(Saved entries)
//! # Weakly-held subscriber set with context-marshaled fan-out.
//!
//! [`WeakSubscriberSet`] stores [`Weak`] references in an [`ObserverRegistry`], so
//! registration never keeps a subscriber alive. Fan-out skips entries whose
//! target is gone.
//!
//! ## Architecture
//! ```text
//! notify("onObserve", args)
//!     │
//!     ├─ A (alive) ──► post ──► [context queue] ──► A.invoke()
//!     ├─ B (dead)  ──► skipped
//!     └─ C (alive) ──► post ──► [context queue] ──► C.invoke()
//!                                                     └─► error / panic → logged
//! ```
//!
//! ## Rules
//! - Adding the same subscriber twice is a no-op.
//! - Each live subscriber gets its own job; jobs run in iteration order on the context.
//! - The job holds a strong reference, so a subscriber dropped after posting still runs once.
//! - Per-subscriber failures are logged and counted, never propagated.

use std::fmt;
use std::panic::{self, AssertUnwindSafe};
use std::sync::{Arc, Weak};

use tracing::{trace, warn};

use super::subscriber::Subscriber;
use super::value::Value;
use crate::error::{DispatchError, panic_message};
use crate::executor::ExecutionContext;
use crate::registry::ObserverRegistry;

/// Weak reference compared by target identity.
pub struct WeakRef<S: ?Sized>(Weak<S>);

impl<S: ?Sized> WeakRef<S> {
    /// Downgrades `target`.
    pub fn new(target: &Arc<S>) -> Self {
        Self(Arc::downgrade(target))
    }

    /// Returns the target when it is still alive.
    pub fn upgrade(&self) -> Option<Arc<S>> {
        self.0.upgrade()
    }

    /// True when this reference points at `target`.
    pub fn points_to(&self, target: &Arc<S>) -> bool {
        std::ptr::addr_eq(self.0.as_ptr(), Arc::as_ptr(target))
    }

    /// True once the target has been dropped.
    pub fn is_dead(&self) -> bool {
        self.0.strong_count() == 0
    }
}

impl<S: ?Sized> Clone for WeakRef<S> {
    fn clone(&self) -> Self {
        Self(Weak::clone(&self.0))
    }
}

impl<S: ?Sized> PartialEq for WeakRef<S> {
    fn eq(&self, other: &Self) -> bool {
        std::ptr::addr_eq(self.0.as_ptr(), other.0.as_ptr())
    }
}

impl<S: ?Sized> fmt::Debug for WeakRef<S> {
    fn fmt(&self, f: &mut fmt::Formatter<'_>) -> fmt::Result {
        f.debug_tuple("WeakRef")
            .field(&self.0.as_ptr().cast::<()>())
            .finish()
    }
}

/// Outcome of an immediate fan-out.
#[derive(Clone, Copy, Debug, Default, PartialEq, Eq)]
pub struct DispatchReport {
    /// Subscribers whose method completed successfully.
    pub delivered: usize,
    /// Subscribers whose method failed or panicked.
    pub failed: usize,
    /// Entries skipped because the target was gone.
    pub skipped_dead: usize,
}

/// Set of weakly-held subscribers dispatched on one execution context.
pub struct WeakSubscriberSet<S: ?Sized + Subscriber> {
    observers: ObserverRegistry<WeakRef<S>>,
    context: ExecutionContext,
}

impl<S: ?Sized + Subscriber> WeakSubscriberSet<S> {
    /// Creates an empty set whose deferred fan-out runs on `context`.
    pub fn new(context: ExecutionContext) -> Self {
        Self {
            observers: ObserverRegistry::new(),
            context,
        }
    }

    /// Returns the context deferred fan-out runs on.
    pub fn context(&self) -> &ExecutionContext {
        &self.context
    }

    /// Adds `observer`; returns `false` if it was already present.
    pub fn add_observer(&self, observer: &Arc<S>) -> bool {
        let weak = WeakRef::new(observer);
        if self.observers.contains(&weak) {
            return false;
        }
        self.observers.add(weak).is_ok()
    }

    /// Removes `observer`; returns `false` if it was not present.
    pub fn remove_observer(&self, observer: &Arc<S>) -> bool {
        self.observers
            .remove_first(|w| w.points_to(observer))
            .is_some()
    }

    /// True when no entries remain, dead or alive.
    ///
    /// Slots removed during an in-flight pass do not count.
    pub fn is_empty(&self) -> bool {
        self.observers.live_len() == 0
    }

    /// Number of entries whose target is still alive.
    pub fn live_count(&self) -> usize {
        self.observers
            .iter()
            .filter(|w| !w.is_dead())
            .count()
    }

    /// Drops entries whose target is gone; returns how many were removed.
    pub fn purge(&self) -> usize {
        self.observers.remove_all(WeakRef::is_dead)
    }

    /// Posts one job per live subscriber to the set's context.
    ///
    /// Returns the number of jobs posted.
    pub fn notify(&self, method: &str, args: Vec<Value>) -> usize {
        let method: Arc<str> = method.into();
        let args: Arc<[Value]> = args.into();
        let mut posted = 0;

        for weak in self.observers.iter() {
            let Some(target) = weak.upgrade() else {
                trace!(%method, "skipping dead subscriber");
                continue;
            };
            let method_for_job = Arc::clone(&method);
            let args_for_job = Arc::clone(&args);
            let job = move || {
                let _ = dispatch(&*target, &method_for_job, &args_for_job);
            };
            match self.context.post(job) {
                Ok(()) => posted += 1,
                Err(err) => {
                    warn!(%method, context = %self.context.id(), error = %err, "fan-out job rejected");
                }
            }
        }
        posted
    }

    /// Invokes `method` on every live subscriber synchronously on the calling thread.
    pub fn notify_immediate(&self, method: &str, args: &[Value]) -> DispatchReport {
        let mut report = DispatchReport::default();

        for weak in self.observers.iter() {
            let Some(target) = weak.upgrade() else {
                report.skipped_dead += 1;
                continue;
            };
            match dispatch(&*target, method, args) {
                Ok(()) => report.delivered += 1,
                Err(_) => report.failed += 1,
            }
        }
        report
    }
}

impl<S: ?Sized + Subscriber> fmt::Debug for WeakSubscriberSet<S> {
    fn fmt(&self, f: &mut fmt::Formatter<'_>) -> fmt::Result {
        f.debug_struct("WeakSubscriberSet")
            .field("entries", &self.observers.live_len())
            .field("context", &self.context.id())
            .finish()
    }
}

/// Invokes one subscriber with panic isolation; failures are logged here.
fn dispatch<S: ?Sized + Subscriber>(
    target: &S,
    method: &str,
    args: &[Value],
) -> Result<(), DispatchError> {
    let result = panic::catch_unwind(AssertUnwindSafe(|| target.invoke(method, args)))
        .unwrap_or_else(|payload| {
            Err(DispatchError::Panicked {
                method: method.to_string(),
                info: panic_message(&*payload),
            })
        });

    if let Err(err) = &result {
        warn!(
            subscriber = target.name(),
            method,
            label = err.as_label(),
            error = %err,
            "subscriber dispatch failed"
        );
    }
    result
}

PROBLEM STATEMENT -
Where the string "false" turns up in a line of the data above, copy that whole line.

EXERCISE RESPONSE -
    /// Adds `observer`; returns `false` if it was already present.
            return false;
    /// Removes `observer`; returns `false` if it was not present.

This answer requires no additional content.